He said to him, “‘You shall love the Lord your God with all your heart, and with all your soul, and with all your mind.’ This is the greatest and first commandment. And a second is like it: ‘You shall love your neighbor as yourself.’Matthew 22:37-39, NRSV
One can’t pursue the core of Christianity without considering this passage. The greatest commandment, according to Jesus, is one that held a central place in Israelite history, and Jesus confirms its importance for his disciples when he answers this question: what is the greatest commandment? But, the greatest commandment isn’t our topic.
Jesus identifies the second greatest commandment (unsolicited): love your neighbor as yourself. He says this is like the first (love God). I don’t know how many times I’ve talked about loving your neighbor or heard others talk about it, but that isn’t our topic, either.
Our topic is what surrounds that second commandment. It’s the part that gives us a frame of reference for what loving our neighbor looks like, functionally: love as [you love] yourself. Loving our neighbors parallels loving ourselves, and that can be difficult to parse. We often don’t have a good view of ourselves. I don’t mean that we don’t think well enough of ourselves, but we often don’t see ourselves clearly.
There’s a circular process to loving ourselves and loving our neighbor. Our understanding of one builds on the other, which then informs the first. For example: Ephesians 5:29 mentions that people nourish and tenderly care for their own bodies. The author is speaking about husbands and how they should love their wives as they love themselves. Loving oneself means nourishing and tenderly caring for one’s own body. Therefore, loving others (e.g. one’s spouse) means nourishing, and tenderly caring for, others’ bodies.
Similarly, James writes that if we simply wish someone well but don’t supply for their bodily needs, it’s no good. (James 2:15-16) I believe the implication is that the person to whom we’re wishing well is in need of food, and we only give them words (faith without works), but the idea is the same. We wouldn’t do that to ourselves; in loving ourselves, we nourish our own bodies. If we simply say we love our neighbor but refuse to act on that love in practical ways (e.g. helping nourish their bodies when they can’t nourish themselves), what good is it?
This is only an example of how understanding the ways we love ourselves informs how we love our neighbors, but as I mentioned, it’s a circular process. As one understanding builds, so does the other, and as the other understanding builds, so does the first.
Take 1 Corinthians 13, for example. This passage is most often applied to how we love our neighbors. It’s not difficult to see how the descriptions of love can be applied to others. After all, many of the characteristics are inherently interrelational. Envy, boasting, and arrogance are things we express about or toward others, and I think most people see kindness and patience as ways we treat others or postures we have toward others. That’s fine; I think the author meant them to be about others in the context of the letter. The Corinthians struggled to make space for one another, always trying to one-up each other in prowess, public recognition, spiritual gifts, etc. Remember, though, that we love our neighbors as we love ourselves.

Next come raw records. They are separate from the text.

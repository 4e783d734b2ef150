//! Addressing of processor objects on a (possibly remote) host

use log::warn;

/// Namespace holding the Win32 hardware classes
pub const DEFAULT_NAMESPACE: &str = "root\\cimv2";

/// Moniker prefix used in log lines and error messages
const MONIKER_PREFIX: &str = "winmgmts:{impersonationLevel=impersonate}";

/// Name of the local host, or `"."` (the WMI alias for the local machine)
/// when it cannot be resolved
pub fn local_hostname() -> String {
    match hostname::get() {
        Ok(name) => name.to_string_lossy().into_owned(),
        Err(e) => {
            warn!("Could not resolve local host name, using \".\": {}", e);
            ".".to_string()
        }
    }
}

/// A host plus a zero-based processor index
#[derive(Debug, Clone, PartialEq, Eq)]
pub struct ConnectionTarget {
    pub host: String,
    pub cpu: u32,
}

impl ConnectionTarget {
    pub fn new(host: impl Into<String>, cpu: u32) -> Self {
        Self {
            host: host.into(),
            cpu,
        }
    }

    /// Fill in defaults for an optional host (the local host) and processor
    /// index (0)
    pub fn resolve(host: Option<&str>, cpu: Option<u32>) -> Self {
        let host = host.map(str::to_string).unwrap_or_else(local_hostname);
        Self::new(host, cpu.unwrap_or(0))
    }

    /// Network path of `namespace` on this host, e.g. `\\srv01\root\cimv2`
    pub fn namespace_path(&self, namespace: &str) -> String {
        format!("\\\\{}\\{}", self.host, namespace)
    }

    /// Object path of this target's processor
    pub fn processor_path(&self) -> String {
        format!("Win32_Processor.DeviceID='CPU{}'", self.cpu)
    }

    /// Object path of the host's computer-system object
    pub fn computer_system_path(&self) -> String {
        format!("Win32_ComputerSystem.Name='{}'", self.host)
    }

    /// Full moniker for an object path (or the bare namespace when `None`)
    pub fn moniker(&self, namespace: &str, object_path: Option<&str>) -> String {
        let namespace = namespace.replace('\\', "/");
        match object_path {
            Some(path) => format!("{}//{}/{}:{}", MONIKER_PREFIX, self.host, namespace, path),
            None => format!("{}//{}/{}", MONIKER_PREFIX, self.host, namespace),
        }
    }
}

If the description of love in 1 Corinthians 13 is about how we love others, then the second greatest commandment also makes it about how we love ourselves. What might it look like to hold our views of ourselves in the same light? Do you imagine that God would want any of us to speak in the tongues of men and angels, to move mountains, to prophesy and have all knowledge, or to help everyone around us but to hate ourselves? How could we claim to have love and use our gifts and resources for love of others without extending that same love to ourselves?
As with others, we can be patient with ourselves, kind to ourselves, not rude to ourselves, and not irritable with, or resentful toward, ourselves. We can believe in ourselves, hope in our futures, and endure even our own shortcomings and hardships. As the author writes earlier in the letter: I do not even judge myself (4:3).
Now we have two examples of how loving ourselves and loving our neighbors can inform each other, and as we understand one more and more, that understanding ought to continue the cycle of understanding the other. Because God is love, there’s no shortage of passages concerning love in scripture, which we can be challenged to consider from both sides. And, because God is love, God’s love for us and for others also informs our understanding of love for ourselves and love for others.
In that passage about spouses in Ephesians 5, Jesus’s love for the church is also compared with the husband’s love for the wife. Our love for ourselves informs our love for others, which also informs our understanding of Jesus’s love for us as believers.
Another popular verse, John 3:16, expresses the depth of God’s love for all the world, as does John’s opening chapter. Taken together with 1 Corinthians 13, those passages work to expand our understanding of how God’s love informs our own love, both for ourselves and others.
Passages like Luke 6:27 and Matthew 5:38-48 teach us to do good to ourselves as we would to our neighbors (our enemies), a difficult task in a society that fosters self-punishment, guilt, and shame.
Self-compassion, self-care, self-love – this is important to how we love our neighbors and how we love God. Whenever you read a passage about loving ourselves, loving God, or loving others, take some time to reframe the passage to apply to all three. Let your understanding of each inform your understanding of the others, because we’re called to love our neighbors as ourselves.